Sunday 22 July 2012

16th Sunday in Ordinary Time, Year B, Shaftesbury

Mk 6:30-34


Probably the common complaint that is ever made about a sermon is that it is too long. While people do complain about boring sermons, or complicated sermons,, or other things, people seem to be most concerned about the LENGTH of sermons.

The Lord Jesus, I would suggest to you, had a different set of priorities, and I think the final verse of today’s Gospel makes that clear:
He came ashore and saw the crowds “harassed and dejected”(c.f. Mt 9:36), “and He took pity on them because they were like sheep without a shepherd”(Mk 6:34). The key fact I want to draw your attention to, however, is what He DID when “He took pity of them”: “He set himself to teach them at some LENGTH”.
He gave them a LONG sermon BECAUSE He took pity on them.

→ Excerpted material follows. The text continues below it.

pub mod encode;
pub mod rasterizer;

pub use encode::encode_mask_png;
pub use rasterizer::SvgRasterizer;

TEACHING is what Jesus came to earth to do. Yes, He came to die for our sins; and to establish the Sacraments and His Church as the means for us to encounter Him down the ages. But TEACHING is an essential part of what He came to do.

And what did He come to teach? He came to teach us the TRUTH. Truth being something so essential to His work that He identified Himself with it: “I am the Way, the Truth, and the Life”(Jn 14:6), He said. Not the truth about football or farming or any other thing that is a PART of life but about life ITSELF: about what “Life” is about, about the “Way” to live, and He put these two together with “Truth” as an indivisible whole.

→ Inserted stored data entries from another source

//! Test application factory for integration tests.

use axum::{
    body::Body,
    http::{Request, StatusCode},
};
use http_body_util::BodyExt;
use std::path::Path;
use std::sync::Arc;
use tempfile::TempDir;
use tower::ServiceExt;

use inkdash::assets::AssetLoader;
use inkdash::models::AppConfig;
use inkdash::server::{build_router, create_app_state_with_config, AppState};
use inkdash::services::FrameCache;

use super::fixtures;

/// Test application with router and direct access to services
pub struct TestApp {
    router: axum::Router,
    pub frame_cache: Arc<FrameCache>,
    assets: TempDir,
}

impl TestApp {
    /// Create a test application over a temporary assets directory holding
    /// the default fixture events
    pub fn new() -> Self {
        Self::with_config(AppConfig::default(), &fixtures::default_events())
    }

    /// Create a test application with a given config and events file content
    pub fn with_config(config: AppConfig, events_json: &str) -> Self {
        let assets = tempfile::tempdir().expect("Failed to create assets dir");
        std::fs::write(assets.path().join("events.json"), events_json)
            .expect("Failed to write events");

        let state = Self::create_state(assets.path(), config);
        let frame_cache = state.frame_cache.clone();

        // Build router using shared server module (same as production)
        let router = build_router(state);

        Self {
            router,
            frame_cache,
            assets,
        }
    }

    /// Create application state over an assets directory
    pub fn create_state(assets_dir: &Path, config: AppConfig) -> AppState {
        let asset_loader = Arc::new(AssetLoader::new(assets_dir, None));
        create_app_state_with_config(asset_loader, Arc::new(config))
            .expect("Failed to create app state")
    }

    /// The temporary assets directory
    pub fn assets_dir(&self) -> &Path {
        self.assets.path()
    }

    /// Write a file into the assets directory
    pub fn write_asset(&self, name: &str, data: &[u8]) {
        std::fs::write(self.assets.path().join(name), data).expect("Failed to write asset");
    }

    /// Make a GET request to the given path
    pub async fn get(&self, path: &str) -> TestResponse {
        self.request(Request::get(path).body(Body::empty()).unwrap())
            .await
    }

    /// Make a request with an arbitrary method
    pub async fn request_method(&self, method: &str, path: &str) -> TestResponse {
        self.request(
            Request::builder()
                .method(method)
                .uri(path)
                .body(Body::empty())
                .unwrap(),
        )
        .await
    }

    /// Send a request to the router
    async fn request(&self, request: Request<Body>) -> TestResponse {
        let response = self
            .router
            .clone()
            .oneshot(request)
            .await
            .expect("Request failed");

        let status = response.status();
        let headers = response.headers().clone();
        let body = response
            .into_body()
            .collect()
            .await
            .expect("Failed to collect body")
            .to_bytes()
            .to_vec();

        TestResponse {
            status,
            headers,
            body,
        }
    }
}

impl Default for TestApp {
    fn default() -> Self {
        Self::new()
    }
}

/// Test response with convenience methods
pub struct TestResponse {
    pub status: StatusCode,
    pub headers: axum::http::HeaderMap,
    pub body: Vec<u8>,
}

impl TestResponse {
    /// Parse body as JSON
    pub fn json<T: serde::de::DeserializeOwned>(&self) -> T {
        serde_json::from_slice(&self.body).expect("Failed to parse JSON response")
    }

    /// Get body as string
    pub fn text(&self) -> String {
        String::from_utf8_lossy(&self.body).to_string()
    }

    /// Get raw body bytes
    pub fn bytes(&self) -> &[u8] {
        &self.body
    }

    /// Get a header value as string
    pub fn header(&self, name: &str) -> Option<&str> {
        self.headers.get(name).and_then(|v| v.to_str().ok())
    }

    /// Check if response is a PNG image
    pub fn is_png(&self) -> bool {
        self.body.len() >= 8 && &self.body[0..8] == b"\x89PNG\r\n\x1a\n"
    }
}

(pause) Many people today deny there is any such thing as “truth” –it’s all just a matter of opinion they say, or it’s all relative, or the ‘truth’ for you is not the ‘truth’ for me.
Famously, when the Lord said that He had come to witness to the Truth, Pontius Pilate scornfully said, “What is truth?”(Jn 18:38).
Philosophically, the attitude of “scepticism” has dominated much of Western thinking since the 16th Century, with thinkers sceptical of any claim to know the truth.
More recently, the philosophy of Nihilism, a word derived from the Latin for “nothing”, claims not merely that we cannot know the truth but that there is no truth.

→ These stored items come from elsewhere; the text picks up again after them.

use crate::error::RenderError;
use crate::models::DisplaySpec;
use mono_dither::{DitherConfig, Ditherer, MonoFrame};
use resvg::usvg::{self, Transform};
use std::borrow::Cow;
use std::sync::Arc;
use tiny_skia::Pixmap;

/// Rasterizes dashboard SVG into RGBA pixels for the ditherer.
pub struct SvgRasterizer {
    /// Font database for text rendering
    fontdb: Arc<fontdb::Database>,
}

impl SvgRasterizer {
    /// Create a rasterizer with fonts loaded from the provided data
    pub fn with_fonts(fonts: Vec<(String, Cow<'static, [u8]>)>) -> Self {
        let mut fontdb = fontdb::Database::new();

        for (name, data) in fonts {
            fontdb.load_font_data(data.into_owned());
            tracing::debug!(font = %name, "Loaded font");
        }

        // Load system fonts as fallback
        fontdb.load_system_fonts();

        tracing::info!(
            font_count = fontdb.len(),
            "Loaded fonts for SVG text rendering"
        );

        Self {
            fontdb: Arc::new(fontdb),
        }
    }

    /// Create a rasterizer with system fonts only
    pub fn new() -> Self {
        Self::with_fonts(Vec::new())
    }

    /// Parse SVG and render it to straight RGBA, composited on white
    pub fn rasterize(&self, svg_data: &[u8], spec: DisplaySpec) -> Result<Vec<u8>, RenderError> {
        let pixmap = self.render_pixmap(svg_data, spec)?;
        let rgba = flatten_on_white(pixmap.data());
        debug_assert_eq!(rgba.len(), spec.rgba_len());
        Ok(rgba)
    }

    /// Rasterize and dither to a 1-bit frame
    pub fn render_mono(
        &self,
        svg_data: &[u8],
        spec: DisplaySpec,
        config: DitherConfig,
    ) -> Result<MonoFrame, RenderError> {
        let rgba = self.rasterize(svg_data, spec)?;
        let frame = Ditherer::new(config).dither(&rgba, spec.width, spec.height)?;
        tracing::debug!(
            width = spec.width,
            height = spec.height,
            lit = frame.lit_pixels(),
            "Dithered frame"
        );
        Ok(frame)
    }

    fn render_pixmap(&self, svg_data: &[u8], spec: DisplaySpec) -> Result<Pixmap, RenderError> {
        let options = usvg::Options {
            fontdb: self.fontdb.clone(),
            ..Default::default()
        };
        let tree = usvg::Tree::from_data(svg_data, &options)
            .map_err(|e| RenderError::SvgParse(e.to_string()))?;

        let svg_size = tree.size();
        let scale_x = spec.width as f32 / svg_size.width();
        let scale_y = spec.height as f32 / svg_size.height();
        let scale = scale_x.min(scale_y);

        let scaled_width = svg_size.width() * scale;
        let scaled_height = svg_size.height() * scale;
        let offset_x = (spec.width as f32 - scaled_width) / 2.0;
        let offset_y = (spec.height as f32 - scaled_height) / 2.0;

        let mut pixmap =
            Pixmap::new(spec.width, spec.height).ok_or(RenderError::PixmapAllocation)?;
        pixmap.fill(tiny_skia::Color::WHITE);

        let transform = Transform::from_scale(scale, scale).post_translate(offset_x, offset_y);
        resvg::render(&tree, transform, &mut pixmap.as_mut());

        Ok(pixmap)
    }
}

impl Default for SvgRasterizer {
    fn default() -> Self {
        Self::new()
    }
}

/// Convert premultiplied RGBA to opaque RGBA over a white background.
///
/// For premultiplied `c`, compositing on white is `c + 255 - a`.
fn flatten_on_white(premultiplied: &[u8]) -> Vec<u8> {
    premultiplied
        .chunks_exact(4)
        .flat_map(|px| {
            let cover = 255 - px[3];
            [
                px[0].saturating_add(cover),
                px[1].saturating_add(cover),
                px[2].saturating_add(cover),
                255,
            ]
        })
        .collect()
}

Now, it can be noted that these claims are self-contradictory:
The Skeptic's claim that “No-one can know whether something is true” is itself a claim to know that at least that that statement is true -which would then be contradicted.
Similarly, the Nihilist claim that “There is no truth” is itself a statement claiming to be true, which would be a self-contradiction.
But, more existentially, these denials of truth have an immediate effect on our lives:
To believe there is no truth results in the phenomenon of despair –there can be no hope unless there is meaning and purpose, unless there is truth. I’m sure many of us know people who think life in general is pointless, and that their own life in particular is pointless –it’s not a happy state to be in. And this is why truth is not only ‘true’ but IMPORTANT –our happiness depends on us knowing the truth.

Our happiness DEPENDS on us knowing the truth. That’s why, to come back to that scene in the Gospel, when Jesus saw the crowds and “took pity on them” He TAUGHT them –because they needed the truth to be happy.